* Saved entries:
# # # # # # #

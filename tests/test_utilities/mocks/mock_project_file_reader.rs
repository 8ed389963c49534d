use sbom_graph::prelude::*;
use std::collections::HashMap;
use std::path::{Path, PathBuf};

/// Mock ProjectFileReader serving files from memory
pub struct MockProjectFileReader {
    pub files: HashMap<PathBuf, String>,
    pub should_fail: bool,
}

impl MockProjectFileReader {
    pub fn new() -> Self {
        Self {
            files: HashMap::new(),
            should_fail: false,
        }
    }

    pub fn with_file(mut self, path: &str, content: &str) -> Self {
        self.files.insert(PathBuf::from(path), content.to_string());
        self
    }

    pub fn with_failure() -> Self {
        Self {
            files: HashMap::new(),
            should_fail: true,
        }
    }
}

impl ProjectFileReader for MockProjectFileReader {
    fn read_project_file(&self, path: &Path) -> Result<ProjectFile> {
        if self.should_fail {
            anyhow::bail!("Mock file read failure");
        }
        let content = self
            .files
            .get(path)
            .ok_or_else(|| anyhow::anyhow!("Mock file not found: {}", path.display()))?;
        Ok(ProjectFile::new(path.display().to_string(), content.clone()))
    }
}
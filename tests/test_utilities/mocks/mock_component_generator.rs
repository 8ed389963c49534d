use sbom_graph::prelude::*;
use std::sync::{Arc, Mutex};

/// Mock ComponentGenerator parsing files with `SbomDocument` and recording
/// every config it was called with
#[derive(Default, Clone)]
pub struct MockComponentGenerator {
    pub failure: Option<GenerationError>,
    pub calls: Arc<Mutex<Vec<GeneratorConfig>>>,
}

impl MockComponentGenerator {
    pub fn new() -> Self {
        Self::default()
    }

    pub fn with_failure(failure: GenerationError) -> Self {
        Self {
            failure: Some(failure),
            calls: Arc::default(),
        }
    }

    pub fn call_count(&self) -> usize {
        self.calls.lock().unwrap().len()
    }
}

impl ComponentGenerator for MockComponentGenerator {
    fn generate(
        &self,
        files: &[ProjectFile],
        config: &GeneratorConfig,
    ) -> std::result::Result<Vec<Component>, GenerationError> {
        self.calls.lock().unwrap().push(config.clone());
        if let Some(failure) = &self.failure {
            return Err(failure.clone());
        }

        let mut components = Vec::new();
        for file in files {
            let parsed = SbomDocument::parse(&file.content).map_err(|e| {
                GenerationError::InvalidInput {
                    file: file.name.clone(),
                    reason: e.to_string(),
                }
            })?;
            components.extend(parsed);
        }
        Ok(components)
    }
}
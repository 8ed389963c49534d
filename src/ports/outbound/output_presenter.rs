use crate::shared::Result;

/// OutputPresenter port for presenting the exported document
///
/// This port abstracts the output destination (stdout, file, etc.).
pub trait OutputPresenter {
    /// Presents `content` at the output destination
    ///
    /// # Errors
    /// Returns an error if writing to the destination fails
    fn present(&self, content: &str) -> Result<()>;
}
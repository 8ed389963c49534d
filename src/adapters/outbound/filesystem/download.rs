use crate::ports::outbound::{DownloadSink, SaveOutcome};
use crate::shared::error::SbomError;
use crate::shared::security::ensure_not_symlink;
use crate::shared::Result;
use std::fs;
use std::io::Write;
use std::path::PathBuf;
use tempfile::NamedTempFile;

/// MIME type of exported HTML documents
pub const HTML_MIME_TYPE: &str = "text/html;charset=utf-8";

/// Saves an exported document through `sink`.
///
/// The handle acquired from the sink is owned by a drop guard, so it is
/// released exactly once whether the save succeeds, is skipped, returns an
/// error or panics.
pub fn download_html<S: DownloadSink>(sink: &S, html: &str, file_name: &str) -> Result<SaveOutcome> {
    let handle = sink.acquire(html.as_bytes(), HTML_MIME_TYPE)?;
    let guard = HandleGuard {
        sink,
        handle: Some(handle),
    };
    sink.trigger_save(guard.handle(), file_name)
}

/// Owns an acquired handle and releases it on drop
struct HandleGuard<'a, S: DownloadSink> {
    sink: &'a S,
    handle: Option<S::Handle>,
}

impl<S: DownloadSink> HandleGuard<'_, S> {
    fn handle(&self) -> &S::Handle {
        // Only taken in Drop
        self.handle
            .as_ref()
            .unwrap_or_else(|| unreachable!("handle released before use"))
    }
}

impl<S: DownloadSink> Drop for HandleGuard<'_, S> {
    fn drop(&mut self) {
        if let Some(handle) = self.handle.take() {
            self.sink.release(handle);
        }
    }
}

/// TempFileDownloadSink adapter staging documents in a temporary file
///
/// Content is staged next to the destination, then copied over it. The
/// temporary file is deleted when the handle is released.
pub struct TempFileDownloadSink {
    directory: PathBuf,
}

impl TempFileDownloadSink {
    pub fn new(directory: impl Into<PathBuf>) -> Self {
        Self {
            directory: directory.into(),
        }
    }

    fn destination(&self, file_name: &str) -> Result<PathBuf> {
        let is_plain_name = !file_name.is_empty()
            && file_name != "."
            && file_name != ".."
            && !file_name.contains(['/', '\\']);
        if !is_plain_name {
            return Err(SbomError::SecurityError {
                path: PathBuf::from(file_name),
                reason: "Download file name must not contain path separators".to_string(),
                hint: "Use a plain file name such as 'sbom-graph.html'".to_string(),
            }
            .into());
        }
        Ok(self.directory.join(file_name))
    }
}

impl DownloadSink for TempFileDownloadSink {
    type Handle = NamedTempFile;

    fn acquire(&self, content: &[u8], _mime_type: &str) -> Result<NamedTempFile> {
        let write_error = |e: std::io::Error| SbomError::FileWriteError {
            path: self.directory.clone(),
            details: format!("Failed to stage document: {}", e),
        };

        let mut staged = tempfile::Builder::new()
            .prefix(".sbom-graph-")
            .suffix(".part")
            .tempfile_in(&self.directory)
            .map_err(write_error)?;
        staged.write_all(content).map_err(write_error)?;
        staged.flush().map_err(write_error)?;
        Ok(staged)
    }

    fn trigger_save(&self, handle: &NamedTempFile, file_name: &str) -> Result<SaveOutcome> {
        let destination = self.destination(file_name)?;
        ensure_not_symlink(&destination, "write")?;

        let read_error = |e: std::io::Error| SbomError::FileReadError {
            path: handle.path().to_path_buf(),
            details: e.to_string(),
        };

        if destination.is_file() {
            let existing = fs::read(&destination).map_err(read_error)?;
            let staged = fs::read(handle.path()).map_err(read_error)?;
            if existing == staged {
                return Ok(SaveOutcome::Skipped);
            }
        }

        fs::copy(handle.path(), &destination).map_err(|e| SbomError::FileWriteError {
            path: destination.clone(),
            details: e.to_string(),
        })?;

        Ok(SaveOutcome::Saved(destination))
    }

    fn release(&self, handle: NamedTempFile) {
        // Dropping deletes the staged file; a failed delete only leaves a
        // hidden .part file behind.
        let _ = handle.close();
    }
}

# # # # # # #

* What you should do: Using the entries shown above, reproduce verbatim the lines from the line bearing "self.calls.lock().unwrap().len()" to the line bearing "-> std::result::Result<Vec<Component>, GenerationError>", inclusive.

* Task output:
        self.calls.lock().unwrap().len()
    }
}

impl ComponentGenerator for MockComponentGenerator {
    fn generate(
        &self,
        files: &[ProjectFile],
        config: &GeneratorConfig,
    ) -> std::result::Result<Vec<Component>, GenerationError> {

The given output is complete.